▶ [TASK PROMPT] All entries, exactly as written, should be output again.

----------

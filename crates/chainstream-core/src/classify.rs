//! Turns decoded `(event, payload)` pairs into typed outcomes.
//!
//! Parsing is discriminant-first: the event name picks the branch, then the
//! inner `type` field picks the record type. Unknown discriminants and
//! incomplete payloads are [`Classified::Ignored`], never errors. Only a
//! record body that fails to decode is reported.

use serde::{Deserialize, Serialize};
use serde_json::{Map, Value};

use crate::error::StreamError;
use crate::response::{ActionTrace, ChainHead, Mode, Response, TableDelta};

/// Event carrying head-of-chain updates.
pub const LIB_UPDATE: &str = "lib_update";
/// Event carrying stream records.
pub const MESSAGE: &str = "message";

/// Values of the inner `type` field that select a record type.
#[derive(Debug, Clone, PartialEq, Eq, Serialize, Deserialize)]
#[serde(default)]
pub struct TraceKinds {
    pub action: String,
    pub delta: String,
}

impl Default for TraceKinds {
    fn default() -> Self {
        Self {
            action: "action_trace".into(),
            delta: "delta_trace".into(),
        }
    }
}

/// Why a frame produced nothing.
#[derive(Debug, Clone, PartialEq, Eq)]
pub enum Ignored {
    UnknownEvent(String),
    IncompleteHead,
    NotAnObject,
    MissingField(&'static str),
    UnknownType(String),
}

impl std::fmt::Display for Ignored {
    fn fmt(&self, f: &mut std::fmt::Formatter<'_>) -> std::fmt::Result {
        match self {
            Self::UnknownEvent(name) => write!(f, "unhandled event '{name}'"),
            Self::IncompleteHead => write!(f, "lib_update without chain_id/block_num/block_id"),
            Self::NotAnObject => write!(f, "payload is not an object"),
            Self::MissingField(field) => write!(f, "payload missing '{field}'"),
            Self::UnknownType(kind) => write!(f, "unknown message type '{kind}'"),
        }
    }
}

/// Outcome of classifying one event.
#[derive(Debug, Clone, PartialEq)]
pub enum Classified {
    /// Updates the connection's cached head; never delivered.
    Head(ChainHead),
    Record(Response),
    Ignored(Ignored),
}

#[derive(Debug, Clone, Default)]
pub struct Classifier {
    kinds: TraceKinds,
}

impl Classifier {
    pub fn new(kinds: TraceKinds) -> Self {
        Self { kinds }
    }

    pub fn kinds(&self) -> &TraceKinds {
        &self.kinds
    }

    pub fn classify(&self, event: &str, payload: Value) -> Result<Classified, StreamError> {
        match event {
            LIB_UPDATE => Ok(head_update(payload)),
            MESSAGE => self.message(payload),
            other => Ok(Classified::Ignored(Ignored::UnknownEvent(other.to_string()))),
        }
    }

    fn message(&self, payload: Value) -> Result<Classified, StreamError> {
        let Value::Object(mut body) = payload else {
            return Ok(Classified::Ignored(Ignored::NotAnObject));
        };
        let Some(kind) = take_string(&mut body, "type") else {
            return Ok(Classified::Ignored(Ignored::MissingField("type")));
        };
        let Some(message) = take_string(&mut body, "message") else {
            return Ok(Classified::Ignored(Ignored::MissingField("message")));
        };
        let mode = body
            .get("mode")
            .and_then(Value::as_str)
            .map(Mode::parse)
            .unwrap_or_default();

        if kind == self.kinds.action {
            let trace: ActionTrace = serde_json::from_str(&message)?;
            Ok(Classified::Record(Response::Action {
                mode,
                trace: Box::new(trace),
            }))
        } else if kind == self.kinds.delta {
            let delta: TableDelta = serde_json::from_str(&message)?;
            Ok(Classified::Record(Response::Delta {
                mode,
                delta: Box::new(delta),
            }))
        } else {
            Ok(Classified::Ignored(Ignored::UnknownType(kind)))
        }
    }
}

fn take_string(body: &mut Map<String, Value>, key: &str) -> Option<String> {
    match body.remove(key) {
        Some(Value::String(s)) => Some(s),
        _ => None,
    }
}

fn head_update(payload: Value) -> Classified {
    if !payload.is_object() {
        return Classified::Ignored(Ignored::NotAnObject);
    }
    match serde_json::from_value::<ChainHead>(payload) {
        Ok(head) => Classified::Head(head),
        Err(_) => Classified::Ignored(Ignored::IncompleteHead),
    }
}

----------

▶ [EXPECTED OUTPUT]
filename crates/chainstream-core/src/classify.rs
//! Turns decoded `(event, payload)` pairs into typed outcomes.
//!
//! Parsing is discriminant-first: the event name picks the branch, then the
//! inner `type` field picks the record type. Unknown discriminants and
//! incomplete payloads are [`Classified::Ignored`], never errors. Only a
//! record body that fails to decode is reported.

use serde::{Deserialize, Serialize};
use serde_json::{Map, Value};

use crate::error::StreamError;
use crate::response::{ActionTrace, ChainHead, Mode, Response, TableDelta};

/// Event carrying head-of-chain updates.
pub const LIB_UPDATE: &str = "lib_update";
/// Event carrying stream records.
pub const MESSAGE: &str = "message";

/// Values of the inner `type` field that select a record type.
#[derive(Debug, Clone, PartialEq, Eq, Serialize, Deserialize)]
#[serde(default)]
pub struct TraceKinds {
    pub action: String,
    pub delta: String,
}

impl Default for TraceKinds {
    fn default() -> Self {
        Self {
            action: "action_trace".into(),
            delta: "delta_trace".into(),
        }
    }
}

/// Why a frame produced nothing.
#[derive(Debug, Clone, PartialEq, Eq)]
pub enum Ignored {
    UnknownEvent(String),
    IncompleteHead,
    NotAnObject,
    MissingField(&'static str),
    UnknownType(String),
}

impl std::fmt::Display for Ignored {
    fn fmt(&self, f: &mut std::fmt::Formatter<'_>) -> std::fmt::Result {
        match self {
            Self::UnknownEvent(name) => write!(f, "unhandled event '{name}'"),
            Self::IncompleteHead => write!(f, "lib_update without chain_id/block_num/block_id"),
            Self::NotAnObject => write!(f, "payload is not an object"),
            Self::MissingField(field) => write!(f, "payload missing '{field}'"),
            Self::UnknownType(kind) => write!(f, "unknown message type '{kind}'"),
        }
    }
}

/// Outcome of classifying one event.
#[derive(Debug, Clone, PartialEq)]
pub enum Classified {
    /// Updates the connection's cached head; never delivered.
    Head(ChainHead),
    Record(Response),
    Ignored(Ignored),
}

#[derive(Debug, Clone, Default)]
pub struct Classifier {
    kinds: TraceKinds,
}

impl Classifier {
    pub fn new(kinds: TraceKinds) -> Self {
        Self { kinds }
    }

    pub fn kinds(&self) -> &TraceKinds {
        &self.kinds
    }

    pub fn classify(&self, event: &str, payload: Value) -> Result<Classified, StreamError> {
        match event {
            LIB_UPDATE => Ok(head_update(payload)),
            MESSAGE => self.message(payload),
            other => Ok(Classified::Ignored(Ignored::UnknownEvent(other.to_string()))),
        }
    }

    fn message(&self, payload: Value) -> Result<Classified, StreamError> {
        let Value::Object(mut body) = payload else {
            return Ok(Classified::Ignored(Ignored::NotAnObject));
        };
        let Some(kind) = take_string(&mut body, "type") else {
            return Ok(Classified::Ignored(Ignored::MissingField("type")));
        };
        let Some(message) = take_string(&mut body, "message") else {
            return Ok(Classified::Ignored(Ignored::MissingField("message")));
        };
        let mode = body
            .get("mode")
            .and_then(Value::as_str)
            .map(Mode::parse)
            .unwrap_or_default();

        if kind == self.kinds.action {
            let trace: ActionTrace = serde_json::from_str(&message)?;
            Ok(Classified::Record(Response::Action {
                mode,
                trace: Box::new(trace),
            }))
        } else if kind == self.kinds.delta {
            let delta: TableDelta = serde_json::from_str(&message)?;
            Ok(Classified::Record(Response::Delta {
                mode,
                delta: Box::new(delta),
            }))
        } else {
            Ok(Classified::Ignored(Ignored::UnknownType(kind)))
        }
    }
}

fn take_string(body: &mut Map<String, Value>, key: &str) -> Option<String> {
    match body.remove(key) {
        Some(Value::String(s)) => Some(s),
        _ => None,
    }
}

fn head_update(payload: Value) -> Classified {
    if !payload.is_object() {
        return Classified::Ignored(Ignored::NotAnObject);
    }
    match serde_json::from_value::<ChainHead>(payload) {
        Ok(head) => Classified::Head(head),
        Err(_) => Classified::Ignored(Ignored::IncompleteHead),
    }
}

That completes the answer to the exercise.